As their name aptly implies, wood ducks such as E9 are cavity nesters that require a tree hole in which to make a nest. The woodie, also known as the Carolina duck, is unquestionably one of the most colorful birds unique to North America and Cuba. Sporting a green- and purple-hued crest flung over the back of his head like a rockabilly pompadour, the male also has bright red and white markings on his bill, a white chin patch, and a rusty speckled breast separated from his golden flanks by a scarf of black-and-white feathers. The female, more muted in color but no less impressive, has white teardrop spectacles ringing her eyes, blue iridescent feathers on her wings, and delicate tawny and white checkering on her breast. During spring in the hardwood forests throughout their range, one might be lucky enough to happen upon a flutter of wood ducks, males and females, whistling and whirling frantically among the trees, echoing their plaintive “oo-eek oo-eek” refrain.

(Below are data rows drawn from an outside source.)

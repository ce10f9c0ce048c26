//! Intelligent date ranges ("last year", "current qtr") and day boundaries.

use chrono::{Datelike, Duration, Months, NaiveDate, NaiveDateTime, NaiveTime, Timelike};

use crate::{Result, TimeParseError};

/// A calendar-aware step used when shifting a date by an offset.
#[derive(Debug, Clone, Copy, PartialEq, Eq)]
pub enum DateDelta {
    Years(u32),
    Months(u32),
    Days(i64),
}

/// Shift `dt` according to `offset`.
///
/// - `prior`, `previous`, `last`: move back by `delta`
/// - `next`: move forward by `delta`
/// - `current`, `this`: leave unchanged
pub fn date_offset(dt: NaiveDate, offset: &str, delta: DateDelta) -> Result<NaiveDate> {
    let backwards = match offset {
        "prior" | "previous" | "last" => true,
        "next" => false,
        "current" | "this" => return Ok(dt),
        other => return Err(TimeParseError::UnknownOffset(other.to_string())),
    };
    let shifted = match (delta, backwards) {
        (DateDelta::Years(n), true) => dt.checked_sub_months(Months::new(n * 12)),
        (DateDelta::Years(n), false) => dt.checked_add_months(Months::new(n * 12)),
        (DateDelta::Months(n), true) => dt.checked_sub_months(Months::new(n)),
        (DateDelta::Months(n), false) => dt.checked_add_months(Months::new(n)),
        (DateDelta::Days(n), true) => dt.checked_sub_signed(Duration::days(n)),
        (DateDelta::Days(n), false) => dt.checked_add_signed(Duration::days(n)),
    };
    shifted.ok_or(TimeParseError::OutOfRange)
}

/// Build an inclusive date range from an offset, units, and a reference date.
///
/// Units:
/// - `year`: the full year
/// - `ytd`: the start of the year up to the date
/// - `qtr`: the full quarter the date belongs to
/// - `month`: the full month
/// - `mtd`: the start of the month up to the date
/// - `day`: just the date
pub fn calc_date_range(offset: &str, units: &str, dt: NaiveDate) -> Result<(NaiveDate, NaiveDate)> {
    let offset = offset.to_ascii_lowercase();
    let units = units.to_ascii_lowercase();
    let ymd = |y: i32, m: u32, d: u32| NaiveDate::from_ymd_opt(y, m, d).ok_or(TimeParseError::OutOfRange);

    match units.as_str() {
        "year" => {
            let dt = date_offset(dt, &offset, DateDelta::Years(1))?;
            Ok((ymd(dt.year(), 1, 1)?, ymd(dt.year(), 12, 31)?))
        }
        "ytd" => {
            let dt = date_offset(dt, &offset, DateDelta::Years(1))?;
            Ok((ymd(dt.year(), 1, 1)?, dt))
        }
        "qtr" => {
            let dt = date_offset(dt, &offset, DateDelta::Months(3))?;
            let qtr = (dt.month() - 1) / 3;
            let start = ymd(dt.year(), qtr * 3 + 1, 1)?;
            Ok((start, end_of_month(ymd(dt.year(), qtr * 3 + 3, 1)?)?))
        }
        "month" => {
            let dt = date_offset(dt, &offset, DateDelta::Months(1))?;
            let start = ymd(dt.year(), dt.month(), 1)?;
            Ok((start, end_of_month(start)?))
        }
        "mtd" => {
            let dt = date_offset(dt, &offset, DateDelta::Months(1))?;
            Ok((ymd(dt.year(), dt.month(), 1)?, dt))
        }
        "day" => {
            let dt = date_offset(dt, &offset, DateDelta::Days(1))?;
            Ok((dt, dt))
        }
        other => Err(TimeParseError::UnknownUnits(other.to_string())),
    }
}

fn end_of_month(first: NaiveDate) -> Result<NaiveDate> {
    first
        .checked_add_months(Months::new(1))
        .and_then(|d| d.pred_opt())
        .ok_or(TimeParseError::OutOfRange)
}

fn last_moment() -> NaiveTime {
    NaiveTime::from_hms_micro_opt(23, 59, 59, 999_999).unwrap_or_default()
}

/// The first moment of the day.
pub fn convert_to_start_datetime(d: NaiveDate) -> NaiveDateTime {
    d.and_time(NaiveTime::default())
}

/// The last moment of the day (23:59:59.999999).
pub fn convert_to_end_datetime(d: NaiveDate) -> NaiveDateTime {
    d.and_time(last_moment())
}

/// Push a datetime to the end of its day, but only when it sits exactly on
/// midnight. Anything with a time component is left alone.
pub fn convert_to_eod_datetime(dt: NaiveDateTime) -> NaiveDateTime {
    if dt.hour() == 0 && dt.minute() == 0 && dt.second() == 0 && dt.nanosecond() == 0 {
        convert_to_end_datetime(dt.date())
    } else {
        dt
    }
}

#[cfg(test)]
mod tests {
    use super::*;
    use crate::format_datetime;
    use pretty_assertions::assert_eq;

    fn d(y: i32, m: u32, day: u32) -> NaiveDate {
        NaiveDate::from_ymd_opt(y, m, day).unwrap()
    }

    #[test]
    fn year_ranges() {
        let today = d(2020, 1, 14);
        assert_eq!(calc_date_range("last", "year", today).unwrap(), (d(2019, 1, 1), d(2019, 12, 31)));
        assert_eq!(calc_date_range("next", "year", today).unwrap(), (d(2021, 1, 1), d(2021, 12, 31)));
        assert_eq!(calc_date_range("this", "ytd", today).unwrap(), (d(2020, 1, 1), today));
    }

    #[test]
    fn quarter_and_month_ranges() {
        let dt = d(2020, 5, 20);
        assert_eq!(calc_date_range("current", "qtr", dt).unwrap(), (d(2020, 4, 1), d(2020, 6, 30)));
        assert_eq!(calc_date_range("prior", "qtr", dt).unwrap(), (d(2020, 1, 1), d(2020, 3, 31)));
        assert_eq!(calc_date_range("previous", "month", dt).unwrap(), (d(2020, 4, 1), d(2020, 4, 30)));
        assert_eq!(calc_date_range("this", "month", d(2020, 2, 3)).unwrap(), (d(2020, 2, 1), d(2020, 2, 29)));
        assert_eq!(calc_date_range("next", "mtd", dt).unwrap(), (d(2020, 6, 1), d(2020, 6, 20)));
        assert_eq!(calc_date_range("last", "day", dt).unwrap(), (d(2020, 5, 19), d(2020, 5, 19)));
    }

    #[test]
    fn month_offset_clamps_to_month_end() {
        assert_eq!(date_offset(d(2020, 3, 31), "last", DateDelta::Months(1)).unwrap(), d(2020, 2, 29));
    }

    #[test]
    fn unknown_offset_and_units() {
        assert!(matches!(
            calc_date_range("someday", "year", d(2020, 1, 1)),
            Err(TimeParseError::UnknownOffset(_))
        ));
        assert!(matches!(
            calc_date_range("last", "fortnight", d(2020, 1, 1)),
            Err(TimeParseError::UnknownUnits(_))
        ));
    }

    #[test]
    fn day_boundaries() {
        let midnight = convert_to_start_datetime(d(2020, 1, 30));
        assert_eq!(format_datetime(midnight), "2020-01-30 00:00:00");
        assert_eq!(format_datetime(convert_to_eod_datetime(midnight)), "2020-01-30 23:59:59.999999");
        let later = d(2020, 1, 30).and_hms_opt(9, 0, 0).unwrap();
        assert_eq!(convert_to_eod_datetime(later), later);
    }
}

Woodies’ peculiar habit of nesting in a tree was part of the reason for their decline in the 1800s (they were also extensively hunted for their dazzling feathers and delectable meat). Timber harvesting and agricultural expansion resulted in the loss of mature trees, and the availability of natural nest sites severely declined. Even in a healthy mature forest, cavities large enough to host a 600-gram female and an almost equal mass of eggs are likely at a premium. One challenge that hens may avoid through brood parasitism is the inability to find an available nesting spot. Faced with the task of finding a vacant nest site, wood ducks may circumvent this limitation by using someone else’s.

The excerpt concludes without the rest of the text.